Listening to Jeremy Irons’ reading of T S Eliot’s Four Quartets on Radio 4 last weekend reminded me of the power of Eliot’s poetry. The Poetry Foundation’s website includes some information about the reading, and here is an article about Irons’ love for Eliot published to coincide with his reading of the Four Quartets at Hay Literary Festival in 2013. If you want to listen to Jeremy Irons almost hypnotic reading, this is the link, but you have only until Saturday 24 January.

The Waste Land

The Waste Land

I then realised that Irons and Eileen Atkins had also read and recorded Eliot’s The Waste Land. This is now available to listen to here. I remember being introduced to this poem while still at school, but reading it this year as we mark the start of the First World War the references to the post-war world are especially strong. I remember appreciating its sense of loss and the emptiness of modern life, but being a bit irritated by its inclusion of so many quotations from other poems that it needed pages of notes. In the introduction to the reading Jackie Kay explains how this, the first modernist poem, takes everything that has gone before, breaks it down and brings it back together. It’s only by looking back that Eliot is able to take a massive leap forward into the modern world.
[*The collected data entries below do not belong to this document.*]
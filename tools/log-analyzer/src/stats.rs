//! Fixed-size bucket counters and the busiest/quietest scans over them.

/// Counter array indexed by a bounded time field. Length is fixed at construction.
#[derive(Debug, Clone, PartialEq, Eq)]
pub struct BucketCounts {
  counts: Vec<u64>,
}

impl BucketCounts {
  pub fn new(len: usize) -> Self {
    Self {
      counts: vec![0; len],
    }
  }

  pub fn len(&self) -> usize {
    self.counts.len()
  }

  pub fn is_empty(&self) -> bool {
    self.counts.is_empty()
  }

  pub fn as_slice(&self) -> &[u64] {
    &self.counts
  }

  /// Increment one bucket. Returns `false` (and changes nothing) if `index` is out of range.
  #[must_use]
  pub fn record(&mut self, index: usize) -> bool {
    match self.counts.get_mut(index) {
      Some(count) => {
        *count += 1;
        true
      }
      None => false,
    }
  }

  pub fn total(&self) -> u64 {
    self.counts.iter().sum()
  }

  /// Index of the largest bucket; the first one wins ties. All-zero counts give 0.
  pub fn busiest(&self) -> usize {
    let mut max = 0;
    let mut busiest = 0;
    for (i, &count) in self.counts.iter().enumerate() {
      if count > max {
        max = count;
        busiest = i;
      }
    }
    busiest
  }

  /// Index of the smallest bucket, seeded from bucket 0; the first one wins ties.
  pub fn quietest(&self) -> usize {
    let mut min = self.counts.first().copied().unwrap_or(0);
    let mut quietest = 0;
    for (i, &count) in self.counts.iter().enumerate() {
      if count < min {
        min = count;
        quietest = i;
      }
    }
    quietest
  }

  /// Window start `i` whose adjacent pair sum is largest.
  ///
  /// Each window `i < len - 2` takes the larger of pairs `(i, i+1)` and
  /// `(i+1, i+2)`. The last window `len - 2` holds only the final pair. The
  /// result moves on `>=`, so the latest of equal windows wins.
  pub fn busiest_pair(&self) -> usize {
    let n = self.counts.len();
    if n < 2 {
      return 0;
    }
    let c = &self.counts;
    let mut largest = 0;
    let mut start = 0;
    for i in 0..=n - 2 {
      let sum = if i < n - 2 {
        (c[i] + c[i + 1]).max(c[i + 1] + c[i + 2])
      } else {
        c[i] + c[i + 1]
      };
      if sum >= largest {
        largest = sum;
        start = i;
      }
    }
    start
  }
}
//! Web access log analyzer: single-pass hourly, daily and monthly access statistics.
//!
//! Reads a log of `year month day hour minute [status]` records, counts every
//! entry into hour, day and month buckets in one traversal, and answers
//! busiest/quietest queries over those counters.
//!
//! No DB, no network; one read-only input file and in-memory counters.

pub mod analyzer;
pub mod config;
pub mod error;
pub mod generate;
pub mod parse;
pub mod reader;
pub mod report;
pub mod stats;
pub mod types;

pub use analyzer::LogAnalyzer;
pub use config::{Config, GenerateConfig};
pub use error::{AnalyzerError, AnalyzerResult, MalformedEntry};
pub use parse::parse_line;
pub use reader::{FileSource, LogSource, LogfileReader, MemorySource};
pub use types::{LogEntry, ReaderState, Summary};
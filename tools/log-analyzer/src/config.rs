//! Analyzer configuration with sane defaults.

use crate::error::{AnalyzerError, AnalyzerResult};

/// Counter array sizes.
#[derive(Debug, Clone, Copy, PartialEq, Eq)]
pub struct Config {
  /// Hour-of-day buckets. An entry whose hour is >= this is malformed.
  pub hour_buckets: usize,
  /// Day-of-month buckets, indexed by `day - 1`.
  pub day_buckets: usize,
  /// Month-of-year buckets, indexed by `month - 1`.
  pub month_buckets: usize,
}

impl Default for Config {
  fn default() -> Self {
    Self {
      hour_buckets: 24,
      day_buckets: 28,
      month_buckets: 12,
    }
  }
}

impl Config {
  pub fn with_hour_buckets(hour_buckets: usize) -> Self {
    Self {
      hour_buckets,
      ..Self::default()
    }
  }

  pub fn validate(&self) -> AnalyzerResult<()> {
    if self.hour_buckets == 0 {
      return Err(AnalyzerError::invalid_config("hour_buckets", "must be at least 1"));
    }
    if self.day_buckets == 0 {
      return Err(AnalyzerError::invalid_config("day_buckets", "must be at least 1"));
    }
    if self.month_buckets == 0 {
      return Err(AnalyzerError::invalid_config("month_buckets", "must be at least 1"));
    }
    Ok(())
  }
}

/// Settings for synthetic log generation.
#[derive(Debug, Clone)]
pub struct GenerateConfig {
  pub count: usize,
  pub year: u16,
  /// Fixed seed for reproducible output; `None` seeds from the OS.
  pub seed: Option<u64>,
  pub with_status: bool,
}

impl Default for GenerateConfig {
  fn default() -> Self {
    Self {
      count: 100,
      year: 2022,
      seed: None,
      with_status: false,
    }
  }
}

impl GenerateConfig {
  pub fn validate(&self) -> AnalyzerResult<()> {
    if self.count == 0 {
      return Err(AnalyzerError::invalid_config("count", "must be at least 1"));
    }
    Ok(())
  }
}
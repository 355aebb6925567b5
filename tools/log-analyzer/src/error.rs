//! Structured error types for the log analyzer.

use std::io;

use thiserror::Error;

/// A single log line that could not be turned into a `LogEntry`.
#[derive(Debug, Clone, PartialEq, Eq, Error)]
#[error("{field}: {reason}")]
pub struct MalformedEntry {
  pub field: &'static str,
  pub reason: String,
}

impl MalformedEntry {
  pub fn new(field: &'static str, reason: impl Into<String>) -> Self {
    Self {
      field,
      reason: reason.into(),
    }
  }
}

#[derive(Debug, Error)]
pub enum AnalyzerError {
  #[error("source unavailable: {source_name}: {source}")]
  SourceUnavailable {
    source_name: String,
    #[source]
    source: io::Error,
  },

  #[error("malformed entry on line {line}: {source}")]
  MalformedEntry {
    line: usize,
    #[source]
    source: MalformedEntry,
  },

  #[error("source exhausted: {0} has already been read to the end")]
  SourceExhausted(String),

  #[error("invalid config: {field}: {reason}")]
  InvalidConfig { field: String, reason: String },

  #[error("io: {0}")]
  Io(#[from] io::Error),

  #[error("json: {0}")]
  Json(#[from] serde_json::Error),
}

impl AnalyzerError {
  pub fn unavailable(source_name: impl Into<String>, source: io::Error) -> Self {
    Self::SourceUnavailable {
      source_name: source_name.into(),
      source,
    }
  }

  pub fn malformed(line: usize, source: MalformedEntry) -> Self {
    Self::MalformedEntry { line, source }
  }

  pub fn invalid_config(field: &str, reason: &str) -> Self {
    Self::InvalidConfig {
      field: field.to_string(),
      reason: reason.to_string(),
    }
  }
}

pub type AnalyzerResult<T> = Result<T, AnalyzerError>;
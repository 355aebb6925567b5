//! Binary entrypoint: analyze, echo or generate access logs.
//!
//! Reports go to stdout; diagnostics and errors go to stderr. A log path of `-`
//! reads the log from stdin.

use std::fs::File;
use std::io::{self, BufWriter, Read, Write};
use std::path::{Path, PathBuf};

use clap::{Parser, Subcommand};
use tracing_subscriber::EnvFilter;

use log_analyzer::{
  generate, report, AnalyzerError, AnalyzerResult, Config, FileSource, GenerateConfig,
  LogAnalyzer, LogSource, MemorySource,
};

#[derive(Parser, Debug)]
#[command(
  name = "log-analyzer",
  version,
  about = "Hourly, daily and monthly access statistics for web server logs"
)]
struct Cli {
  #[command(subcommand)]
  command: Command,
}

#[derive(Subcommand, Debug)]
enum Command {
  /// Count accesses and report busiest/quietest periods
  Analyze {
    /// Log file, or `-` for stdin
    file: PathBuf,

    #[arg(long, default_value_t = 24)]
    hour_buckets: usize,

    #[arg(long, default_value_t = 28)]
    day_buckets: usize,

    /// Emit one JSON summary object instead of the text report
    #[arg(long)]
    json: bool,
  },

  /// Echo the raw log lines
  Print {
    /// Log file, or `-` for stdin
    file: PathBuf,
  },

  /// Write a synthetic log, sorted by time
  Generate {
    #[arg(long, default_value_t = 100)]
    count: usize,

    #[arg(long, default_value_t = 2022)]
    year: u16,

    /// Seed for reproducible output
    #[arg(long)]
    seed: Option<u64>,

    /// Append an HTTP status code to every entry
    #[arg(long)]
    with_status: bool,

    /// Destination file (stdout when omitted)
    #[arg(short, long)]
    output: Option<PathBuf>,
  },
}

fn main() {
  init_logging();
  let cli = Cli::parse();

  if let Err(e) = run(cli.command) {
    let _ = writeln!(io::stderr(), "log-analyzer: {}", e);
    std::process::exit(1);
  }
}

fn init_logging() {
  let filter = EnvFilter::try_from_default_env().unwrap_or_else(|_| EnvFilter::new("warn"));
  tracing_subscriber::fmt()
    .with_env_filter(filter)
    .with_writer(io::stderr)
    .init();
}

fn run(command: Command) -> AnalyzerResult<()> {
  let stdout = io::stdout();
  let mut out = BufWriter::new(stdout.lock());

  match command {
    Command::Analyze {
      file,
      hour_buckets,
      day_buckets,
      json,
    } => {
      let config = Config {
        hour_buckets,
        day_buckets,
        ..Config::default()
      };
      let mut analyzer = LogAnalyzer::new(open_source(&file)?, config)?;
      let summary = analyzer.summary()?;
      if json {
        report::write_json(&summary, &mut out)?;
      } else {
        report::write_summary(&summary, &mut out)?;
      }
    }

    Command::Print { file } => {
      report::write_raw(&*open_source(&file)?, &mut out)?;
    }

    Command::Generate {
      count,
      year,
      seed,
      with_status,
      output,
    } => {
      let config = GenerateConfig {
        count,
        year,
        seed,
        with_status,
      };
      match output {
        Some(path) => {
          let file = File::create(&path)
            .map_err(|e| AnalyzerError::unavailable(path.display().to_string(), e))?;
          let mut writer = BufWriter::new(file);
          let written = generate::write_log(&config, &mut writer)?;
          writer.flush()?;
          tracing::info!(path = %path.display(), written, "log written");
        }
        None => {
          generate::write_log(&config, &mut out)?;
        }
      }
    }
  }

  out.flush()?;
  Ok(())
}

fn open_source(path: &Path) -> AnalyzerResult<Box<dyn LogSource>> {
  if path.as_os_str() == "-" {
    let mut text = String::new();
    io::stdin()
      .read_to_string(&mut text)
      .map_err(|e| AnalyzerError::unavailable("<stdin>", e))?;
    return Ok(Box::new(MemorySource::new("<stdin>", text)));
  }
  Ok(Box::new(FileSource::new(path)))
}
Shakespeare, inevitably, is one of the poets that Eliot quotes in The Waste Land, as well as many others. You can’t miss that puzzling reference to Ophelia’s mad scene at the end of the session in the pub “Good night, ladies, good night, sweet ladies, good night, good night”, or the lines adapted from Antony and Cleopatra at the start of A Game of Chess:
The Chair she sat in, like a burnished throne,
Glowed on the marble,

before going on to describe a world so different from Cleopatra’s Egypt,  “I think we are in Rats’ alley/ Where the dead men lost their bones”.  He carries on this image of death later on, with a reference to The Tempest in The Fire Sermon:
On a winter evening round behind the gashouse
Musing upon the king my brother’s wreck
And on the king my father’s death before him.
White bodies naked on the low damp ground.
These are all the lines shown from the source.